‘Transformers’ not so prime
Posted : Friday Jun 26, 2009 12:42:08 EDT
It’s long, it’s loud — REALLY LOUD — and exhausting.
What else were you expecting from “Transformers: Revenge of the Fallen?” If your answer includes a coherent story, decent acting and direction conducted with anything more subtle than a sledgehammer — this is a Michael Bay film, after all — then keep looking. But if you like special effects launched at you with relentless, mind-numbing intensity at the expense of all else, this is the film for you.
Having survived the original, Shia LaBeouf is back as Sam Witwicky, now off to college, preparing for a long-distance relationship with his girlfriend, Mikaela (Megan Fox), of whom a Decepticon says, “You’re hot, but you ain’t too bright,” which sizes things up pretty nicely.
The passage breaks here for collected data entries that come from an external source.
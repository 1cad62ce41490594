//! Lexical analysis module for the scanner.
//!
//! This module contains the scanner that converts source text into a
//! stream of tokens for a parser. It handles:
//!
//! - Character-class dispatch with maximal munch for operators
//! - Recognition of keywords, identifiers, numeric and byte literals
//! - String literals with escape decoding
//! - Token line and span tracking for error reporting
//! - Comments and whitespace handling
//! - Recovery from malformed lexemes via error tokens

pub mod config;
pub mod cursor;
pub mod lexer;
mod number;
mod string;
pub mod tokens;
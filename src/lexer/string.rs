//! String literals and their escape sequences.

use crate::errors::errors::ErrorImpl;

use super::{
    lexer::Scanner,
    tokens::{Token, TokenKind},
};

impl Scanner {
    /// Lexes a double-quoted string literal, decoding escapes as it goes.
    ///
    /// A literal may not span lines. On any failure the rest of the line is
    /// folded into the error token and scanning resumes at the line break.
    pub(super) fn scan_string(&mut self, start: usize, line: u32) -> Token {
        self.cursor.advance();

        let mut content = String::new();

        loop {
            match self.cursor.peek() {
                None | Some('\n') => {
                    let kind = self.error(ErrorImpl::UnclosedString, start);
                    return self.make_token(kind, start, line);
                }
                Some('"') => {
                    self.cursor.advance();
                    return self.make_token(TokenKind::String(content), start, line);
                }
                Some('\\') => {
                    self.cursor.advance();
                    match self.scan_escape() {
                        Ok(c) => content.push(c),
                        Err(error) => {
                            self.recover_to_line_end();
                            let kind = self.error(error, start);
                            return self.make_token(kind, start, line);
                        }
                    }
                }
                Some(c) => {
                    self.cursor.advance();
                    content.push(c);
                }
            }
        }
    }

    /// Decodes the escape after a backslash. Nothing is consumed on failure.
    fn scan_escape(&mut self) -> Result<char, ErrorImpl> {
        let c = match self.cursor.peek() {
            None | Some('\n') => return Err(ErrorImpl::UnclosedString),
            Some(c) => c,
        };

        let decoded = match c {
            'n' => '\n',
            't' => '\t',
            'r' => '\r',
            '"' => '"',
            '\\' => '\\',
            '0' => '\0',
            'x' => {
                self.cursor.advance();
                return self.scan_hex_escape();
            }
            other => {
                return Err(ErrorImpl::InvalidEscape {
                    sequence: format!("\\{}", other),
                })
            }
        };

        self.cursor.advance();
        Ok(decoded)
    }

    /// Decodes the two hex digits of `\xHH`; the cursor sits on the first.
    fn scan_hex_escape(&mut self) -> Result<char, ErrorImpl> {
        let hi = self.cursor.peek();
        let lo = self.cursor.peek2();

        match (hi.and_then(|c| c.to_digit(16)), lo.and_then(|c| c.to_digit(16))) {
            (Some(h), Some(l)) => {
                self.cursor.advance();
                self.cursor.advance();
                Ok(char::from((h * 16 + l) as u8))
            }
            _ => {
                let digits: String = [hi, lo]
                    .into_iter()
                    .map_while(|c| c.filter(|c| *c != '\n' && *c != '"'))
                    .collect();
                Err(ErrorImpl::InvalidHexEscape {
                    sequence: format!("\\x{}", digits),
                })
            }
        }
    }
}
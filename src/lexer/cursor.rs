//! Character cursor over one source buffer.
//!
//! The cursor owns the source text, the current byte offset and the line
//! counter. Lookahead never moves it; `advance` is the only way forward.

#[derive(Debug, Clone)]
pub struct Cursor {
    source: String,
    pos: usize,
    line: u32,
}

impl Cursor {
    pub fn new(source: String) -> Self {
        Cursor {
            source,
            pos: 0,
            line: 1,
        }
    }

    /// The character under the cursor, or `None` at end of input.
    pub fn peek(&self) -> Option<char> {
        self.source[self.pos..].chars().next()
    }

    /// The character after the one under the cursor.
    pub fn peek2(&self) -> Option<char> {
        let mut chars = self.source[self.pos..].chars();
        chars.next();
        chars.next()
    }

    /// Consumes one character, bumping the line counter on `\n`.
    ///
    /// Does nothing at end of input.
    pub fn advance(&mut self) -> Option<char> {
        let c = self.peek()?;
        self.pos += c.len_utf8();
        if c == '\n' {
            self.line += 1;
        }
        Some(c)
    }

    pub fn eat_while(&mut self, mut predicate: impl FnMut(char) -> bool) {
        while let Some(c) = self.peek() {
            if !predicate(c) {
                break;
            }
            self.advance();
        }
    }

    pub fn pos(&self) -> usize {
        self.pos
    }

    pub fn line(&self) -> u32 {
        self.line
    }

    pub fn slice(&self, start: usize, end: usize) -> &str {
        &self.source[start..end]
    }
}

#[cfg(test)]
mod tests {
    use super::Cursor;

    #[test]
    fn test_peek_does_not_consume() {
        let cursor = Cursor::new("ab".to_string());

        assert_eq!(cursor.peek(), Some('a'));
        assert_eq!(cursor.peek2(), Some('b'));
        assert_eq!(cursor.peek(), Some('a'));
        assert_eq!(cursor.pos(), 0);
    }

    #[test]
    fn test_lookahead_past_end() {
        let mut cursor = Cursor::new("a".to_string());

        assert_eq!(cursor.peek2(), None);
        assert_eq!(cursor.advance(), Some('a'));
        assert_eq!(cursor.peek(), None);
        assert_eq!(cursor.peek2(), None);
        assert_eq!(cursor.pos(), 1);
    }

    #[test]
    fn test_advance_past_end_is_noop() {
        let mut cursor = Cursor::new("\n".to_string());

        cursor.advance();
        assert_eq!(cursor.line(), 2);
        assert_eq!(cursor.advance(), None);
        assert_eq!(cursor.advance(), None);
        assert_eq!(cursor.pos(), 1);
        assert_eq!(cursor.line(), 2);
    }

    #[test]
    fn test_line_counter_only_counts_newlines() {
        let mut cursor = Cursor::new("a\r\nb\n\nc".to_string());

        cursor.eat_while(|_| true);
        assert_eq!(cursor.line(), 4);
    }

    #[test]
    fn test_multibyte_characters() {
        let mut cursor = Cursor::new("é=".to_string());

        assert_eq!(cursor.advance(), Some('é'));
        assert_eq!(cursor.pos(), 2);
        assert_eq!(cursor.peek(), Some('='));
        assert_eq!(cursor.advance(), Some('='));
        assert_eq!(cursor.pos(), 3);
        assert_eq!(cursor.slice(0, 2), "é");
    }
}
The Autobots have teamed up with humans to ferret out the last of the Decepticons on Earth — you’re either into this kind of thing or you’re not, so adjust your capacity for sentences like that accordingly. Optimus Prime (voice of Peter Cullen) remains the Autobot leader, but neither he nor his fellow Transformers are trusted by the White House, here personified by liaison Galloway (John Benjamin Hickey, sporting Donald Rumsfeld glasses), though Barack Obama is mentioned by name at least once.
Sam’s college roommate, Leo (Ramon Rodriguez), is a conspiracy nut about to get more than he bargained for. On the first night of school, he takes Sam to a frat party, where Sam is hit on by a Decepticon in disguise — hot-girl disguise. Sam, it seems, is seeing weird visions, scribbling symbols and such. Eventually it all leads to a search involving something called the matrix of leadership, and a key that good guys and bad guys alike are after. Turns out the Fallen isn’t just a title, it’s a Decepticon (Tony Todd) bent on destroying Earth (long story; don’t ask).
Along the way, John Turturro returns as Agent Simmons, now working in his mother’s deli, for some welcome comic relief.
There are enormous battle sequences — you can practically see the dollar signs — but little effort at telling a story. While the effects are monstrously impressive, eventually they become something akin to beating a metal trash can with a baseball bat. Too loud, and it wears you out.
Plot devices shift as readily as the sands in which the climactic battle is fought. Truly, for better or worse, this isn’t anything more than kids’ toys come to life. And if there were any doubt, the “In association with Hasbro” title card at the beginning is there to remind you.
Rated PG-13 for intense sequences of sci-fi action violence, language, some crude and sexual material, and brief drug material. Bill Goodykoontz writes for The Arizona Republic.